An interpretable heterogeneous graph attention network for high-value patent identification
Abstract
High-value patent identification is critical to technological innovation and industrial competitiveness, yet traditional approaches struggle to cope with the complex semantics of patent texts and multi-source heterogeneous data. This paper proposes an interpretable high-value patent identification method based on a heterogeneous graph attention network (HGATv2). The model incorporates a relation-aware multi-head attention mechanism, trainable delta word embeddings, and a multi-scale convolutional encoder to enhance the representation of deep semantic and structural information in patent documents. By constructing a heterogeneous graph with multiple node types and semantic relations, HGATv2 jointly models local textual context and cross-document global dependencies. In addition, a node feature fusion strategy and neighbour-sampling-based normalisation are introduced to alleviate semantic sparsity and structural heterogeneity.
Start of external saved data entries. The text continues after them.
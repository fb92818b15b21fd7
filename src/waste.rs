//! # Waste Collection Module
//!
//! Polls waste-collection sensors from Home Assistant and turns their next
//! pickup dates into views.
//!
//! ## Sensor States
//!
//! The sensors report German relative dates: `"In 3 Tagen"`, `"In 1 Tag"`,
//! `"Heute"` or `"Morgen"`. Any other state marks the sensor as unavailable.
//! A parsed state is stored as an absolute due date, so the remaining days
//! keep counting down between polls.
//!
//! ## Views
//!
//! - one dashboard with every polled sensor, in config order
//! - one detailed view per sensor whose pickup is at most
//!   `waste_detailed_days` away

use crate::config::{Config, SensorConfig};
use crate::dashboard::{DataSource, DataSourceError};
use crate::{DashboardElement, ViewData};
use chrono::{Local, NaiveDate, TimeDelta};
use reqwest::Client;
use serde::Deserialize;
use std::sync::{Mutex, MutexGuard, PoisonError};
use std::time::Duration;
use tracing::{debug, info, warn};

/// Label for sensors whose state could not be parsed
pub const UNAVAILABLE_LABEL: &str = "Nicht verfügbar";

/// Last parsed state of one sensor.
#[derive(Clone, Copy, Debug, PartialEq, Eq)]
pub enum SensorState {
    Available { due_date: NaiveDate },
    Unavailable,
}

impl SensorState {
    /// Parse a sensor state relative to `today`.
    pub fn parse(state: &str, today: NaiveDate) -> Self {
        parse_remaining_days(state)
            .and_then(|days| today.checked_add_signed(TimeDelta::days(i64::from(days))))
            .map_or(SensorState::Unavailable, |due_date| SensorState::Available { due_date })
    }

    /// Days from `today` to the due date; never negative.
    pub fn remaining_days(&self, today: NaiveDate) -> Option<i64> {
        match self {
            SensorState::Available { due_date } => Some((*due_date - today).num_days().max(0)),
            SensorState::Unavailable => None,
        }
    }
}

/// `"In N Tag"` / `"In N Tagen"` → N, `"Heute"` → 0, `"Morgen"` → 1.
pub fn parse_remaining_days(state: &str) -> Option<u32> {
    let state = state.trim();
    match state {
        "Heute" => return Some(0),
        "Morgen" => return Some(1),
        _ => {}
    }

    let mut words = state.split_whitespace();
    match (words.next(), words.next(), words.next(), words.next()) {
        (Some("In"), Some(days), Some("Tag" | "Tagen"), None) => days.parse().ok(),
        _ => None,
    }
}

/// Human-readable remaining days.
pub fn remaining_days_label(days: i64) -> String {
    match days {
        0 => "Heute".to_string(),
        1 => "Morgen".to_string(),
        n => format!("{n} Tage"),
    }
}

#[derive(Deserialize)]
struct EntityState {
    #[serde(default)]
    state: Option<serde_json::Value>,
}

/// Minimal Home Assistant REST client.
pub struct HomeAssistantClient {
    client: Client,
    url: String,
    token: String,
}

impl HomeAssistantClient {
    pub fn new(url: &str, token: &str, timeout: Duration) -> Result<Self, DataSourceError> {
        let client = Client::builder().timeout(timeout).build()?;
        Ok(Self {
            client,
            url: url.trim_end_matches('/').to_string(),
            token: token.to_string(),
        })
    }

    /// `GET /api/states/{entity_id}`; the `state` field must be present and a
    /// string.
    pub async fn state(&self, entity_id: &str) -> Result<String, DataSourceError> {
        debug!(entity_id, "Getting sensor state");
        let response = self
            .client
            .get(format!("{}/api/states/{}", self.url, entity_id))
            .bearer_auth(&self.token)
            .header(reqwest::header::CONTENT_TYPE, "application/json")
            .send()
            .await?
            .error_for_status()?;
        debug!(entity_id, status = %response.status(), "Got response");

        let entity: EntityState = response.json().await?;
        match entity.state {
            Some(serde_json::Value::String(state)) => {
                debug!(entity_id, state = %state, "Sensor state");
                Ok(state)
            }
            other => Err(DataSourceError::InvalidState {
                entity_id: entity_id.to_string(),
                state: other.map_or_else(|| "missing".to_string(), |value| value.to_string()),
            }),
        }
    }
}

/// Waste-collection data source.
pub struct WasteModule {
    client: HomeAssistantClient,
    sensors: Vec<SensorConfig>,
    detailed_days: i64,
    alert_days: i64,
    /// Parallel to `sensors`; `None` until the first successful refresh
    states: Mutex<Vec<Option<SensorState>>>,
}

impl WasteModule {
    pub fn new(config: &Config) -> Result<Self, DataSourceError> {
        let ha = &config.home_assistant;
        let client = HomeAssistantClient::new(
            &ha.url,
            &ha.token,
            Duration::from_secs(ha.request_timeout_seconds),
        )?;
        Ok(Self {
            client,
            sensors: ha.sensors.clone(),
            detailed_days: config.waste_detailed_days,
            alert_days: config.waste_alert_days,
            states: Mutex::new(vec![None; ha.sensors.len()]),
        })
    }

    fn lock_states(&self) -> MutexGuard<'_, Vec<Option<SensorState>>> {
        self.states.lock().unwrap_or_else(PoisonError::into_inner)
    }

    /// Current states, parallel to the configured sensors.
    pub fn states(&self) -> Vec<Option<SensorState>> {
        self.lock_states().clone()
    }

    /// Replace every cached state at once.
    pub fn replace_states(&self, states: Vec<SensorState>) {
        let states = states.into_iter().map(Some).collect();
        *self.lock_states() = states;
    }

    /// Poll every sensor, parsing relative to `today`.
    ///
    /// The cache is only replaced when every sensor answered.
    pub async fn refresh_at(&self, today: NaiveDate) -> Result<(), DataSourceError> {
        let mut states = Vec::with_capacity(self.sensors.len());
        for sensor in &self.sensors {
            let state = SensorState::parse(&self.client.state(&sensor.entity_id).await?, today);
            match state {
                SensorState::Available { due_date } => {
                    info!(sensor = %sensor.friendly_name, due = %due_date, "Pickup scheduled")
                }
                SensorState::Unavailable => warn!(sensor = %sensor.name, "Sensor is unavailable"),
            }
            states.push(state);
        }

        if !states.is_empty() && states.iter().all(|s| *s == SensorState::Unavailable) {
            warn!("No sensors available");
        }
        self.replace_states(states);
        Ok(())
    }

    fn is_alert(&self, remaining: Option<i64>) -> bool {
        remaining.map_or(true, |days| days <= self.alert_days)
    }

    /// Views for the cached states as seen on `today`.
    pub fn views_for(&self, today: NaiveDate) -> Vec<ViewData> {
        let states = self.states();
        let polled: Vec<(&SensorConfig, Option<i64>)> = self
            .sensors
            .iter()
            .zip(states)
            .filter_map(|(sensor, state)| state.map(|s| (sensor, s.remaining_days(today))))
            .collect();

        if polled.is_empty() {
            return Vec::new();
        }

        let elements: Vec<DashboardElement> = polled
            .iter()
            .map(|(sensor, remaining)| {
                let alert = self.is_alert(*remaining);
                let text =
                    remaining.map_or_else(|| UNAVAILABLE_LABEL.to_string(), remaining_days_label);
                DashboardElement::new(&sensor.icon_path_small, text)
                    .with_icon_alert(alert)
                    .with_text_alert(alert)
            })
            .collect();
        let is_border_alert = elements.iter().any(|e| e.is_icon_alert);

        let mut views = vec![ViewData::Dashboard {
            elements,
            is_border_alert,
        }];

        for (sensor, remaining) in &polled {
            let Some(days) = *remaining else { continue };
            if days > self.detailed_days {
                continue;
            }
            views.push(ViewData::DetailedTwoLine {
                icon_path: sensor.icon_path_large.clone(),
                upper_text: sensor.friendly_name.clone(),
                lower_text: remaining_days_label(days),
                is_border_alert: false,
                is_icon_alert: self.is_alert(Some(days)),
                is_upper_text_alert: false,
                is_lower_text_alert: false,
            });
        }

        views
    }
}

impl DataSource for WasteModule {
    fn name(&self) -> &str {
        "waste"
    }

    async fn refresh(&self) -> Result<(), DataSourceError> {
        self.refresh_at(Local::now().date_naive()).await
    }

    fn current_views(&self) -> Vec<ViewData> {
        self.views_for(Local::now().date_naive())
    }
}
Experiments on both a public patent dataset and a private lithography patent dataset demonstrate that the proposed method significantly outperforms strong baselines, achieving an F1 score of up to 94.90%. Furthermore, a word-level interpretability analysis is conducted by combining TF–TF-IDF-based pre-filtering with an in-graph knock-out procedure, providing clear technical-term explanations for high-value patent decisions and improving model transparency. The results indicate that HGATv2 not only performs strongly in the lithography domain but also exhibits promising cross-domain adaptability and can serve as a core component of intelligent patent screening and innovation resource optimisation systems in real-world applications.